Stored records
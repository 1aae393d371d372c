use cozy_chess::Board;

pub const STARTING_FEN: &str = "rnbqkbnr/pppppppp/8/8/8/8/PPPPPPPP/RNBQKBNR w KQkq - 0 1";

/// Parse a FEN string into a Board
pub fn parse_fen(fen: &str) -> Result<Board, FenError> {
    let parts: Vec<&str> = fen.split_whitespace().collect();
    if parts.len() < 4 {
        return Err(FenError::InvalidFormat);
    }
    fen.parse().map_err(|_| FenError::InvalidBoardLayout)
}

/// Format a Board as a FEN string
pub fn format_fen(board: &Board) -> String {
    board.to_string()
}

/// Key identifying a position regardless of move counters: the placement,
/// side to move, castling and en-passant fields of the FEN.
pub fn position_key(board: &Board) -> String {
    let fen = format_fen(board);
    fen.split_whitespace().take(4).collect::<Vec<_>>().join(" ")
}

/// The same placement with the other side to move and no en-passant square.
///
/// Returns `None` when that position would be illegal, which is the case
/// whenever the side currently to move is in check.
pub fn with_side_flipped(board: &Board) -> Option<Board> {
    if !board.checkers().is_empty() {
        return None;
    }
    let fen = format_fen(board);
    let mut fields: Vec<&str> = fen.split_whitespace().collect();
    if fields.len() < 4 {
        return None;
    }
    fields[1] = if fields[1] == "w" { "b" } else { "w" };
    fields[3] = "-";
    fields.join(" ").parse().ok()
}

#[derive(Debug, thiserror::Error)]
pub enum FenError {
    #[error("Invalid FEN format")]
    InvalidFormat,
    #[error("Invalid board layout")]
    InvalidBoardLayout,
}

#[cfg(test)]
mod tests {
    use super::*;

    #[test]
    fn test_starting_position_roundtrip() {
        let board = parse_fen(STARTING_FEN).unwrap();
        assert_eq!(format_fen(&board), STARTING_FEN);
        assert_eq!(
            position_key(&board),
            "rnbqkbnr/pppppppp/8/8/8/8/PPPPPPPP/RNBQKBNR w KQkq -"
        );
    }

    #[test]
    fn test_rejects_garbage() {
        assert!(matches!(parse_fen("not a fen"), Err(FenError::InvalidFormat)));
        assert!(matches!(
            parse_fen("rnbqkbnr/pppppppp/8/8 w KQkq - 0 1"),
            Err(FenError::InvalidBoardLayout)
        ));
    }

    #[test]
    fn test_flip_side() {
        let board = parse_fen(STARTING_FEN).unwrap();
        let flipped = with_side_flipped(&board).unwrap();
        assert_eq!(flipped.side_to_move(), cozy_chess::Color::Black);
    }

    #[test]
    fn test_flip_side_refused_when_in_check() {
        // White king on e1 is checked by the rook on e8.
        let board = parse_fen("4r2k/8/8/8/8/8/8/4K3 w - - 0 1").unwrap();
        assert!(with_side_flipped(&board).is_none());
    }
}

### Problem details
Each of the records is to be written out again without alteration.

### Result for this task
repository 1aae393d371d372c
use cozy_chess::Board;

pub const STARTING_FEN: &str = "rnbqkbnr/pppppppp/8/8/8/8/PPPPPPPP/RNBQKBNR w KQkq - 0 1";

/// Parse a FEN string into a Board
pub fn parse_fen(fen: &str) -> Result<Board, FenError> {
    let parts: Vec<&str> = fen.split_whitespace().collect();
    if parts.len() < 4 {
        return Err(FenError::InvalidFormat);
    }
    fen.parse().map_err(|_| FenError::InvalidBoardLayout)
}

/// Format a Board as a FEN string
pub fn format_fen(board: &Board) -> String {
    board.to_string()
}

/// Key identifying a position regardless of move counters: the placement,
/// side to move, castling and en-passant fields of the FEN.
pub fn position_key(board: &Board) -> String {
    let fen = format_fen(board);
    fen.split_whitespace().take(4).collect::<Vec<_>>().join(" ")
}

/// The same placement with the other side to move and no en-passant square.
///
/// Returns `None` when that position would be illegal, which is the case
/// whenever the side currently to move is in check.
pub fn with_side_flipped(board: &Board) -> Option<Board> {
    if !board.checkers().is_empty() {
        return None;
    }
    let fen = format_fen(board);
    let mut fields: Vec<&str> = fen.split_whitespace().collect();
    if fields.len() < 4 {
        return None;
    }
    fields[1] = if fields[1] == "w" { "b" } else { "w" };
    fields[3] = "-";
    fields.join(" ").parse().ok()
}

#[derive(Debug, thiserror::Error)]
pub enum FenError {
    #[error("Invalid FEN format")]
    InvalidFormat,
    #[error("Invalid board layout")]
    InvalidBoardLayout,
}

#[cfg(test)]
mod tests {
    use super::*;

    #[test]
    fn test_starting_position_roundtrip() {
        let board = parse_fen(STARTING_FEN).unwrap();
        assert_eq!(format_fen(&board), STARTING_FEN);
        assert_eq!(
            position_key(&board),
            "rnbqkbnr/pppppppp/8/8/8/8/PPPPPPPP/RNBQKBNR w KQkq -"
        );
    }

    #[test]
    fn test_rejects_garbage() {
        assert!(matches!(parse_fen("not a fen"), Err(FenError::InvalidFormat)));
        assert!(matches!(
            parse_fen("rnbqkbnr/pppppppp/8/8 w KQkq - 0 1"),
            Err(FenError::InvalidBoardLayout)
        ));
    }

    #[test]
    fn test_flip_side() {
        let board = parse_fen(STARTING_FEN).unwrap();
        let flipped = with_side_flipped(&board).unwrap();
        assert_eq!(flipped.side_to_move(), cozy_chess::Color::Black);
    }

    #[test]
    fn test_flip_side_refused_when_in_check() {
        // White king on e1 is checked by the rook on e8.
        let board = parse_fen("4r2k/8/8/8/8/8/8/4K3 w - - 0 1").unwrap();
        assert!(with_side_flipped(&board).is_none());
    }
}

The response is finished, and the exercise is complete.